Your goal ::
Repeat the data exactly as it stands.

*** Block opens ***

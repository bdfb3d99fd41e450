use ndarray::Array2;

use crate::freespace::ScrapFilter;
use crate::geometry::Rect;

/// Per-unit-cell occupancy grid of one sheet, row-major `(y, x)`.
#[derive(Clone, Debug)]
pub struct OccupancyBitmap {
    cells: Array2<bool>,
    sheet_width: i64,
    sheet_height: i64,
}

impl OccupancyBitmap {
    pub fn new(sheet_width: i64, sheet_height: i64) -> Self {
        OccupancyBitmap {
            cells: Array2::from_elem((sheet_height as usize, sheet_width as usize), false),
            sheet_width,
            sheet_height,
        }
    }

    /// Marks all cells of a placed rectangle as occupied, clamped to the
    /// sheet bounds.
    pub fn paint(&mut self, rect: &Rect) {
        let x_min = rect.x.max(0) as usize;
        let y_min = rect.y.max(0) as usize;
        let x_max = rect.right().min(self.sheet_width) as usize;
        let y_max = rect.bottom().min(self.sheet_height) as usize;
        for y in y_min..y_max {
            for x in x_min..x_max {
                self.cells[(y, x)] = true;
            }
        }
    }

    /// Enumerates free rectangles via a row-by-row histogram sweep.
    ///
    /// For every row, per-column run heights of consecutive free cells
    /// are maintained; every maximal nonzero run contributes a candidate
    /// for each sub-width, anchored at the run start. Candidates overlap
    /// by design, which is acceptable for the statistics and relocation
    /// consumers of this list.
    pub fn free_rects(&self, filter: ScrapFilter) -> Vec<Rect> {
        let width = self.sheet_width as usize;
        let height = self.sheet_height as usize;

        let mut rects = Vec::new();
        let mut run_heights = vec![0i64; width];

        for y in 0..height {
            for x in 0..width {
                run_heights[x] = match self.cells[(y, x)] {
                    true => 0,
                    false => run_heights[x] + 1,
                };
            }

            for x1 in 0..width {
                if run_heights[x1] == 0 {
                    continue;
                }
                let mut min_height = run_heights[x1];
                let mut x2 = x1;
                while x2 < width && run_heights[x2] > 0 {
                    min_height = min_height.min(run_heights[x2]);
                    let w = (x2 - x1 + 1) as i64;
                    if filter.admits(w, min_height) {
                        rects.push(Rect::new(
                            x1 as i64,
                            y as i64 - min_height + 1,
                            w,
                            min_height,
                        ));
                    }
                    x2 += 1;
                }
            }
        }

        rects
    }
}

#[cfg(test)]
mod tests {
    use super::*;

    #[test]
    fn empty_sheet_contains_full_rect_candidate() {
        let bitmap = OccupancyBitmap::new(20, 10);
        let rects = bitmap.free_rects(ScrapFilter::default());
        assert!(rects.contains(&Rect::new(0, 0, 20, 10)));
    }

    #[test]
    fn fully_painted_sheet_has_no_free_rects() {
        let mut bitmap = OccupancyBitmap::new(20, 10);
        bitmap.paint(&Rect::new(0, 0, 20, 10));
        assert!(bitmap.free_rects(ScrapFilter::default()).is_empty());
    }

    #[test]
    fn candidates_stay_clear_of_painted_region() {
        let mut bitmap = OccupancyBitmap::new(20, 10);
        bitmap.paint(&Rect::new(0, 0, 10, 10));
        let occupied = Rect::new(0, 0, 10, 10);
        let rects = bitmap.free_rects(ScrapFilter::default());
        assert!(!rects.is_empty());
        assert!(rects.iter().all(|r| !r.intersects(&occupied)));
        // the full remaining half must be found
        assert!(rects.contains(&Rect::new(10, 0, 10, 10)));
    }

    #[test]
    fn filter_admits_swapped_candidates() {
        let mut bitmap = OccupancyBitmap::new(20, 10);
        bitmap.paint(&Rect::new(0, 0, 20, 4));
        // remaining strip is 20x6; a 6x15 minimum only matches rotated
        let rects = bitmap.free_rects(ScrapFilter::new(6, 15));
        assert!(!rects.is_empty());
        assert!(rects.iter().all(|r| r.width >= 15 && r.height == 6));
    }

    #[test]
    fn paint_is_clamped_to_bounds() {
        let mut bitmap = OccupancyBitmap::new(10, 10);
        bitmap.paint(&Rect::new(5, 5, 100, 100));
        let rects = bitmap.free_rects(ScrapFilter::default());
        assert!(rects.contains(&Rect::new(0, 0, 10, 5)));
        assert!(rects.contains(&Rect::new(0, 0, 5, 10)));
    }
}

*** Block closes ***

Exercise answer ::
repository bdfb3d99fd41e450
use ndarray::Array2;

use crate::freespace::ScrapFilter;
use crate::geometry::Rect;

/// Per-unit-cell occupancy grid of one sheet, row-major `(y, x)`.
#[derive(Clone, Debug)]
pub struct OccupancyBitmap {
    cells: Array2<bool>,
    sheet_width: i64,
    sheet_height: i64,
}

impl OccupancyBitmap {
    pub fn new(sheet_width: i64, sheet_height: i64) -> Self {
        OccupancyBitmap {
            cells: Array2::from_elem((sheet_height as usize, sheet_width as usize), false),
            sheet_width,
            sheet_height,
        }
    }

    /// Marks all cells of a placed rectangle as occupied, clamped to the
    /// sheet bounds.
    pub fn paint(&mut self, rect: &Rect) {
        let x_min = rect.x.max(0) as usize;
        let y_min = rect.y.max(0) as usize;
        let x_max = rect.right().min(self.sheet_width) as usize;
        let y_max = rect.bottom().min(self.sheet_height) as usize;
        for y in y_min..y_max {
            for x in x_min..x_max {
                self.cells[(y, x)] = true;
            }
        }
    }

    /// Enumerates free rectangles via a row-by-row histogram sweep.
    ///
    /// For every row, per-column run heights of consecutive free cells
    /// are maintained; every maximal nonzero run contributes a candidate
    /// for each sub-width, anchored at the run start. Candidates overlap
    /// by design, which is acceptable for the statistics and relocation
    /// consumers of this list.
    pub fn free_rects(&self, filter: ScrapFilter) -> Vec<Rect> {
        let width = self.sheet_width as usize;
        let height = self.sheet_height as usize;

        let mut rects = Vec::new();
        let mut run_heights = vec![0i64; width];

        for y in 0..height {
            for x in 0..width {
                run_heights[x] = match self.cells[(y, x)] {
                    true => 0,
                    false => run_heights[x] + 1,
                };
            }

            for x1 in 0..width {
                if run_heights[x1] == 0 {
                    continue;
                }
                let mut min_height = run_heights[x1];
                let mut x2 = x1;
                while x2 < width && run_heights[x2] > 0 {
                    min_height = min_height.min(run_heights[x2]);
                    let w = (x2 - x1 + 1) as i64;
                    if filter.admits(w, min_height) {
                        rects.push(Rect::new(
                            x1 as i64,
                            y as i64 - min_height + 1,
                            w,
                            min_height,
                        ));
                    }
                    x2 += 1;
                }
            }
        }

        rects
    }
}

#[cfg(test)]
mod tests {
    use super::*;

    #[test]
    fn empty_sheet_contains_full_rect_candidate() {
        let bitmap = OccupancyBitmap::new(20, 10);
        let rects = bitmap.free_rects(ScrapFilter::default());
        assert!(rects.contains(&Rect::new(0, 0, 20, 10)));
    }

    #[test]
    fn fully_painted_sheet_has_no_free_rects() {
        let mut bitmap = OccupancyBitmap::new(20, 10);
        bitmap.paint(&Rect::new(0, 0, 20, 10));
        assert!(bitmap.free_rects(ScrapFilter::default()).is_empty());
    }

    #[test]
    fn candidates_stay_clear_of_painted_region() {
        let mut bitmap = OccupancyBitmap::new(20, 10);
        bitmap.paint(&Rect::new(0, 0, 10, 10));
        let occupied = Rect::new(0, 0, 10, 10);
        let rects = bitmap.free_rects(ScrapFilter::default());
        assert!(!rects.is_empty());
        assert!(rects.iter().all(|r| !r.intersects(&occupied)));
        // the full remaining half must be found
        assert!(rects.contains(&Rect::new(10, 0, 10, 10)));
    }

    #[test]
    fn filter_admits_swapped_candidates() {
        let mut bitmap = OccupancyBitmap::new(20, 10);
        bitmap.paint(&Rect::new(0, 0, 20, 4));
        // remaining strip is 20x6; a 6x15 minimum only matches rotated
        let rects = bitmap.free_rects(ScrapFilter::new(6, 15));
        assert!(!rects.is_empty());
        assert!(rects.iter().all(|r| r.width >= 15 && r.height == 6));
    }

    #[test]
    fn paint_is_clamped_to_bounds() {
        let mut bitmap = OccupancyBitmap::new(10, 10);
        bitmap.paint(&Rect::new(5, 5, 100, 100));
        let rects = bitmap.free_rects(ScrapFilter::default());
        assert!(rects.contains(&Rect::new(0, 0, 10, 5)));
        assert!(rects.contains(&Rect::new(0, 0, 5, 10)));
    }
}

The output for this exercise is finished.